Intel 'Emerald Rapids' 5th-Gen Xeon Platinum 8592+ Review: 64 Cores, Tripled L3 Cache and Faster Memory Deliver Impressive AI Performance

The sun shines brighter for Intel.

Intel Xeon Emerald Rapids
(Image: © Tom's Hardware)

Why you can trust Tom's Hardware Our expert reviewers spend hours testing and comparing products and services so you can choose the best for you. Find out more about how we test.

AMD's EPYC assault has, at times, led to massive performance advantages over Intel's competing Ice Lake and Sapphire Rapids processors.

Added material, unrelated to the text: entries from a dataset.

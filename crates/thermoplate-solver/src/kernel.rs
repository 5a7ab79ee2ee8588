//! The two interchangeable stencil kernels.
//!
//! Both kernels read a frozen copy of the previous field and write the next
//! one into a separate buffer. For every cell they add the same terms in the
//! same order, through the same inline term functions below, so their
//! output is bitwise identical:
//!
//! 1. interior conduction (cells not on any edge),
//! 2. top and bottom face convection (every cell),
//! 3. heater then perturbation injection (when active),
//! 4. end-face convection on rows `0` and `nx-1`,
//! 5. side-face convection on columns `0` and `ny-1`,
//! 6. one-sided conduction toward the inner neighbour on rows `0` and
//!    `nx-1`, then on columns `0` and `ny-1`,
//! 7. conduction along the edge for edge cells that are not corners.
//!
//! Every pair of adjacent cells exchanges `dc·(Tb − Ta)/d²` in both
//! directions, so conduction alone conserves the total heat content
//! exactly up to rounding. A grid one cell wide along an axis has no
//! neighbour along it; both of its edges still convect.

use thermoplate_core::Discretization;

/// Implementation strategy for one step. Never changes results.
#[derive(Clone, Copy, Debug, Default, PartialEq, Eq, Hash)]
pub enum StencilKernel {
    /// Whole-field passes: one sweep per term over contiguous rows.
    #[default]
    Sliced,
    /// One visit per cell, branching on edge membership.
    PerCell,
}

impl StencilKernel {
    /// Both kernels, for equivalence checks and benchmarks.
    pub const ALL: [StencilKernel; 2] = [StencilKernel::Sliced, StencilKernel::PerCell];

    /// Short lowercase name.
    pub fn name(&self) -> &'static str {
        match self {
            StencilKernel::Sliced => "sliced",
            StencilKernel::PerCell => "per-cell",
        }
    }

    /// Compute the next field from `input` into `out`.
    ///
    /// `out` must have the same length as `input.prev`.
    pub fn apply(&self, coeffs: &StepCoefficients, input: &StencilInput<'_>, out: &mut [f64]) {
        debug_assert_eq!(out.len(), input.prev.len());
        debug_assert_eq!(out.len(), coeffs.nx * coeffs.ny);
        match self {
            StencilKernel::Sliced => sliced(coeffs, input, out),
            StencilKernel::PerCell => per_cell(coeffs, input, out),
        }
    }
}

/// Per-step constants, precombined once per run.
#[derive(Clone, Debug, PartialEq)]
pub struct StepCoefficients {
    /// Cells along x.
    pub nx: usize,
    /// Cells along y.
    pub ny: usize,
    /// Ambient temperature in Kelvin.
    pub ambient_k: f64,
    /// `dt·k/(ρ·cp)`.
    pub diffusion: f64,
    /// `1/dx²`.
    pub inv_dx2: f64,
    /// `1/dy²`.
    pub inv_dy2: f64,
    /// Top plus bottom face loss, `cc · 2·area_top / volume`.
    pub top_loss: f64,
    /// End face loss, `cc · area_ends / volume`.
    pub end_loss: f64,
    /// Side face loss, `cc · area_sides / volume`.
    pub side_loss: f64,
    /// Temperature rise per watt per step, `dt/(ρ·cp)/volume`.
    pub injection: f64,
}

impl StepCoefficients {
    /// Precombine the coefficients for `disc` with the given ambient.
    pub fn new(disc: &Discretization, ambient_k: f64) -> Self {
        let cc = disc.convection_coeff;
        Self {
            nx: disc.nx,
            ny: disc.ny,
            ambient_k,
            diffusion: disc.diffusion_coeff,
            inv_dx2: 1.0 / (disc.dx * disc.dx),
            inv_dy2: 1.0 / (disc.dy * disc.dy),
            top_loss: cc * (2.0 * disc.area_top / disc.volume),
            end_loss: cc * (disc.area_ends / disc.volume),
            side_loss: cc * (disc.area_sides / disc.volume),
            injection: disc.injection_coeff,
        }
    }
}

/// Borrowed inputs for one step. A source field is `Some` only while its
/// window is active.
#[derive(Clone, Copy, Debug)]
pub struct StencilInput<'a> {
    /// Previous temperature field, Kelvin.
    pub prev: &'a [f64],
    /// Heater power field, when active.
    pub heater: Option<&'a [f64]>,
    /// Perturbation power field, when active.
    pub perturbation: Option<&'a [f64]>,
}

// ── Terms ───────────────────────────────────────────────────────

#[inline(always)]
fn interior(k: &StepCoefficients, c: f64, up: f64, down: f64, left: f64, right: f64) -> f64 {
    k.diffusion * ((down + up - 2.0 * c) * k.inv_dx2 + (right + left - 2.0 * c) * k.inv_dy2)
}

#[inline(always)]
fn convect(loss: f64, ambient: f64, c: f64) -> f64 {
    loss * (ambient - c)
}

#[inline(always)]
fn inject(injection: f64, watts: f64) -> f64 {
    injection * watts
}

#[inline(always)]
fn along_edge(diffusion: f64, inv_d2: f64, before: f64, after: f64, c: f64) -> f64 {
    diffusion * ((after + before - 2.0 * c) * inv_d2)
}

#[inline(always)]
fn one_sided(diffusion: f64, inv_d2: f64, neighbour: f64, c: f64) -> f64 {
    diffusion * ((neighbour - c) * inv_d2)
}

// ── Sliced ──────────────────────────────────────────────────────

fn sliced(k: &StepCoefficients, input: &StencilInput<'_>, out: &mut [f64]) {
    let (nx, ny) = (k.nx, k.ny);
    let prev = input.prev;
    out.copy_from_slice(prev);

    if nx > 2 && ny > 2 {
        for i in 1..nx - 1 {
            let up = &prev[(i - 1) * ny..i * ny];
            let row = &prev[i * ny..(i + 1) * ny];
            let down = &prev[(i + 1) * ny..(i + 2) * ny];
            let dst = &mut out[i * ny..(i + 1) * ny];
            for j in 1..ny - 1 {
                dst[j] += interior(k, row[j], up[j], down[j], row[j - 1], row[j + 1]);
            }
        }
    }

    for (o, &c) in out.iter_mut().zip(prev) {
        *o += convect(k.top_loss, k.ambient_k, c);
    }

    for field in [input.heater, input.perturbation].into_iter().flatten() {
        for (o, &w) in out.iter_mut().zip(field) {
            *o += inject(k.injection, w);
        }
    }

    for i in [0, nx - 1] {
        let row = i * ny..(i + 1) * ny;
        for (o, &c) in out[row.clone()].iter_mut().zip(&prev[row]) {
            *o += convect(k.end_loss, k.ambient_k, c);
        }
    }

    for j in [0, ny - 1] {
        for i in 0..nx {
            let q = i * ny + j;
            out[q] += convect(k.side_loss, k.ambient_k, prev[q]);
        }
    }

    if nx > 1 {
        for (i, n) in [(0, 1), (nx - 1, nx - 2)] {
            let row = &prev[i * ny..(i + 1) * ny];
            let inner = &prev[n * ny..(n + 1) * ny];
            let dst = &mut out[i * ny..(i + 1) * ny];
            for j in 0..ny {
                dst[j] += one_sided(k.diffusion, k.inv_dx2, inner[j], row[j]);
            }
        }
    }

    if ny > 1 {
        for (j, n) in [(0, 1), (ny - 1, ny - 2)] {
            for i in 0..nx {
                let q = i * ny;
                out[q + j] += one_sided(k.diffusion, k.inv_dy2, prev[q + n], prev[q + j]);
            }
        }
    }

    if ny > 2 {
        for i in edge_lines(nx) {
            let row = &prev[i * ny..(i + 1) * ny];
            let dst = &mut out[i * ny..(i + 1) * ny];
            for j in 1..ny - 1 {
                dst[j] += along_edge(k.diffusion, k.inv_dy2, row[j - 1], row[j + 1], row[j]);
            }
        }
    }

    if nx > 2 {
        for j in edge_lines(ny) {
            for i in 1..nx - 1 {
                let q = i * ny + j;
                out[q] += along_edge(k.diffusion, k.inv_dx2, prev[q - ny], prev[q + ny], prev[q]);
            }
        }
    }
}

/// Index of the first and last line along an axis, once each.
fn edge_lines(len: usize) -> impl Iterator<Item = usize> {
    let last = (len > 1).then_some(len - 1);
    std::iter::once(0).chain(last)
}

// ── PerCell ─────────────────────────────────────────────────────

fn per_cell(k: &StepCoefficients, input: &StencilInput<'_>, out: &mut [f64]) {
    let (nx, ny) = (k.nx, k.ny);
    let prev = input.prev;

    for i in 0..nx {
        for j in 0..ny {
            let q = i * ny + j;
            let c = prev[q];
            let mut v = c;

            if i > 0 && i + 1 < nx && j > 0 && j + 1 < ny {
                v += interior(k, c, prev[q - ny], prev[q + ny], prev[q - 1], prev[q + 1]);
            }

            v += convect(k.top_loss, k.ambient_k, c);

            if let Some(field) = input.heater {
                v += inject(k.injection, field[q]);
            }
            if let Some(field) = input.perturbation {
                v += inject(k.injection, field[q]);
            }

            if i == 0 {
                v += convect(k.end_loss, k.ambient_k, c);
            }
            if i == nx - 1 {
                v += convect(k.end_loss, k.ambient_k, c);
            }
            if j == 0 {
                v += convect(k.side_loss, k.ambient_k, c);
            }
            if j == ny - 1 {
                v += convect(k.side_loss, k.ambient_k, c);
            }

            if nx > 1 {
                if i == 0 {
                    v += one_sided(k.diffusion, k.inv_dx2, prev[q + ny], c);
                }
                if i == nx - 1 {
                    v += one_sided(k.diffusion, k.inv_dx2, prev[q - ny], c);
                }
            }
            if ny > 1 {
                if j == 0 {
                    v += one_sided(k.diffusion, k.inv_dy2, prev[q + 1], c);
                }
                if j == ny - 1 {
                    v += one_sided(k.diffusion, k.inv_dy2, prev[q - 1], c);
                }
            }

            let row_edge = i == 0 || i == nx - 1;
            let col_edge = j == 0 || j == ny - 1;
            if row_edge && !col_edge {
                v += along_edge(k.diffusion, k.inv_dy2, prev[q - 1], prev[q + 1], c);
            }
            if col_edge && !row_edge {
                v += along_edge(k.diffusion, k.inv_dx2, prev[q - ny], prev[q + ny], c);
            }

            out[q] = v;
        }
    }
}

#[cfg(test)]
mod tests {
    use super::*;
    use proptest::prelude::*;

    fn coeffs(nx: usize, ny: usize) -> StepCoefficients {
        StepCoefficients {
            nx,
            ny,
            ambient_k: 296.8,
            diffusion: 1.2e-7,
            inv_dx2: 1.0e6,
            inv_dy2: 1.1e6,
            top_loss: 2.6e-3,
            end_loss: 4.3e-6,
            side_loss: 4.4e-6,
            injection: 0.25,
        }
    }

    fn run(kernel: StencilKernel, k: &StepCoefficients, input: &StencilInput<'_>) -> Vec<f64> {
        let mut out = vec![f64::NAN; input.prev.len()];
        kernel.apply(k, input, &mut out);
        out
    }

    #[test]
    fn uniform_ambient_field_is_fixed_point() {
        let k = coeffs(5, 4);
        let prev = vec![k.ambient_k; 20];
        let input = StencilInput {
            prev: &prev,
            heater: None,
            perturbation: None,
        };
        for kernel in StencilKernel::ALL {
            assert_eq!(run(kernel, &k, &input), prev, "{}", kernel.name());
        }
    }

    #[test]
    fn injection_lands_on_source_cell_only() {
        let mut k = coeffs(4, 4);
        k.top_loss = 0.0;
        k.end_loss = 0.0;
        k.side_loss = 0.0;
        let prev = vec![300.0; 16];
        let mut heater = vec![0.0; 16];
        heater[5] = 2.0;
        let input = StencilInput {
            prev: &prev,
            heater: Some(&heater),
            perturbation: None,
        };
        for kernel in StencilKernel::ALL {
            let out = run(kernel, &k, &input);
            assert_eq!(out[5], 300.5);
            assert!(out.iter().enumerate().all(|(q, &t)| q == 5 || t == 300.0));
        }
    }

    #[test]
    fn single_cell_grid_convects_through_every_face() {
        let k = coeffs(1, 1);
        let prev = [300.0];
        let input = StencilInput {
            prev: &prev,
            heater: None,
            perturbation: None,
        };
        let d = k.ambient_k - 300.0;
        let expected = 300.0
            + k.top_loss * d
            + k.end_loss * d
            + k.end_loss * d
            + k.side_loss * d
            + k.side_loss * d;
        for kernel in StencilKernel::ALL {
            assert_eq!(run(kernel, &k, &input)[0], expected);
        }
    }

    fn field(nx: usize, ny: usize) -> impl Strategy<Value = (usize, usize, Vec<f64>, Vec<f64>, Vec<f64>)> {
        (1..=nx, 1..=ny).prop_flat_map(|(nx, ny)| {
            let n = nx * ny;
            (
                Just(nx),
                Just(ny),
                proptest::collection::vec(250.0f64..400.0, n),
                proptest::collection::vec(prop_oneof![Just(0.0), 0.0f64..5.0], n),
                proptest::collection::vec(prop_oneof![Just(0.0), 0.0f64..5.0], n),
            )
        })
    }

    proptest! {
        #[test]
        fn kernels_agree_bitwise(
            (nx, ny, prev, heater, pert) in field(9, 9),
            heater_on in any::<bool>(),
            pert_on in any::<bool>(),
        ) {
            let k = coeffs(nx, ny);
            let input = StencilInput {
                prev: &prev,
                heater: heater_on.then_some(heater.as_slice()),
                perturbation: pert_on.then_some(pert.as_slice()),
            };
            let a = run(StencilKernel::Sliced, &k, &input);
            let b = run(StencilKernel::PerCell, &k, &input);
            for (x, y) in a.iter().zip(&b) {
                prop_assert_eq!(x.to_bits(), y.to_bits());
            }
        }

        #[test]
        fn conduction_alone_conserves_heat((nx, ny, prev, _, _) in field(9, 9)) {
            let mut k = coeffs(nx, ny);
            k.top_loss = 0.0;
            k.end_loss = 0.0;
            k.side_loss = 0.0;
            let input = StencilInput { prev: &prev, heater: None, perturbation: None };
            let before: f64 = prev.iter().sum();
            for kernel in StencilKernel::ALL {
                let after: f64 = run(kernel, &k, &input).iter().sum();
                prop_assert!((after - before).abs() <= 1e-9 * before);
            }
        }
    }
}
//! Benchmark profiles for the Thermoplate simulator.
//!
//! - [`reference_profile`]: the 117 × 62 silicon plate (7254 cells) used as
//!   the numerical regression baseline.
//! - [`stress_profile`]: a 300 × 300 aluminium plate (90K cells).
//! - [`warmed_engine`]: a profile built into a [`PlateEngine`] and stepped
//!   past its first transient, with a chosen kernel.
//! - [`step_or_restart`]: one timed step that never runs out of run.

#![forbid(unsafe_code)]
#![deny(rustdoc::broken_intra_doc_links)]

use thermoplate_core::{
    ActiveWindow, Geometry, HeaterDrive, Material, PhysicalParameters, PlatePoint,
    SourceDescriptor,
};
use thermoplate_engine::PlateEngine;
use thermoplate_solver::StencilKernel;

/// 116.44 × 61.68 × 1.82 mm silicon plate on a 117-cell mesh, heater on
/// from 10 s, perturbation on from 200 s.
pub fn reference_profile() -> PhysicalParameters {
    let total_time_s = 1027.0;
    let mut params = PhysicalParameters {
        geometry: Geometry::from_mm(116.44, 61.68, 1.82),
        material: Material {
            conductivity: 350.0,
            density: 2333.0,
            specific_heat: 896.0,
        },
        mesh_resolution: 117,
        total_time_s,
        heater: SourceDescriptor::driven(
            PlatePoint::new(29.11, 30.84),
            HeaterDrive {
                current_a: -0.824,
                transfer_w_per_a: -1.3,
            },
            ActiveWindow::new(10.0, total_time_s),
        ),
        perturbation: SourceDescriptor {
            position: PlatePoint::new(87.33, 30.84),
            magnitude_w: 0.3,
            window: ActiveWindow::new(200.0, total_time_s),
        },
        thermistors: vec![
            PlatePoint::new(58.22, 30.84),
            PlatePoint::new(87.33, 30.84),
            PlatePoint::new(100.0, 50.0),
        ],
        ..Default::default()
    };
    params.convection.coefficient = 13.5;
    params.convection.ambient_c = 23.8;
    params
}

/// Default 120 mm aluminium plate on a 300-cell mesh, both sources on.
pub fn stress_profile() -> PhysicalParameters {
    let mut params = PhysicalParameters {
        mesh_resolution: 300,
        total_time_s: 100.0,
        ..Default::default()
    };
    params.heater.window = ActiveWindow::new(0.0, 100.0);
    params.perturbation.magnitude_w = 0.5;
    params.perturbation.window = ActiveWindow::new(0.0, 100.0);
    params
}

/// Build `params` with `kernel` and run `warmup` steps, so the sources
/// are active and the field is no longer uniform.
///
/// # Panics
///
/// Panics if `params` is invalid; profiles here always are valid.
pub fn warmed_engine(
    params: PhysicalParameters,
    kernel: StencilKernel,
    warmup: u64,
) -> PlateEngine {
    let mut engine = PlateEngine::new(params)
        .unwrap_or_else(|e| panic!("benchmark profile rejected: {e}"))
        .with_kernel(kernel);
    engine.run_batch(warmup);
    engine
}

/// Advance `engine` one step, rewinding it to the start first if the run
/// is already over.
///
/// Criterion may iterate past `nt`, where [`PlateEngine::step`] does
/// nothing; rewinding keeps every iteration a real step.
pub fn step_or_restart(engine: &mut PlateEngine) -> bool {
    if engine.is_finished() {
        engine.reset();
    }
    engine.step()
}

#[cfg(test)]
mod tests {
    use super::*;
    use thermoplate_core::Discretization;
    use thermoplate_test_utils::small_plate;

    #[test]
    fn profiles_are_valid() {
        let reference = Discretization::derive(&reference_profile()).unwrap();
        assert_eq!(reference.cell_count(), 117 * 62);
        let stress = Discretization::derive(&stress_profile()).unwrap();
        assert_eq!(stress.cell_count(), 300 * 300);
    }

    #[test]
    fn warmed_engine_has_stepped() {
        let engine = warmed_engine(reference_profile(), StencilKernel::PerCell, 5);
        assert_eq!(engine.steps_done(), 5);
        assert_eq!(engine.kernel(), StencilKernel::PerCell);
    }

    #[test]
    fn step_or_restart_keeps_stepping_past_the_end() {
        let mut engine = warmed_engine(small_plate(4, 20.0), StencilKernel::Sliced, 0);
        let nt = engine.total_steps();
        assert!(nt > 0);
        for _ in 0..nt {
            assert!(step_or_restart(&mut engine));
        }
        assert!(engine.is_finished());
        assert!(step_or_restart(&mut engine));
        assert_eq!(engine.steps_done(), 1);
    }
}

The combination of TSMC's superior process node and AMD's innovative chiplet design combined to deliver embarrassing leads as Intel grappled with process node delays and difficulties on the design and verification side of its operations.

In the interim, Intel has worked to improve its process node tech while addressing glaring design and verification issues. Additionally, it remained steadfast in paving the way for the AI-powered future by investing its resources into hardware acceleration for AI workloads via AMX, AVX-512, VNNI, and Bfloat16 support, all of which deliver leading performance with AI models that leverage those features.

Intel Xeon Emerald Rapids

(Image credit: Intel)

Those efforts, combined with a significant redesign of its tile-based Xeon architecture to improve latency and consistency, have yielded impressive gen-on-gen performance improvements. Intel also infused its new chips with up to three times the L3 cache and faster DDR5-5600 memory, which helps deliver gains that far outstrip what we expect from a refresh generation. We recorded solid performance metrics across the full gamut of workloads in our test suite.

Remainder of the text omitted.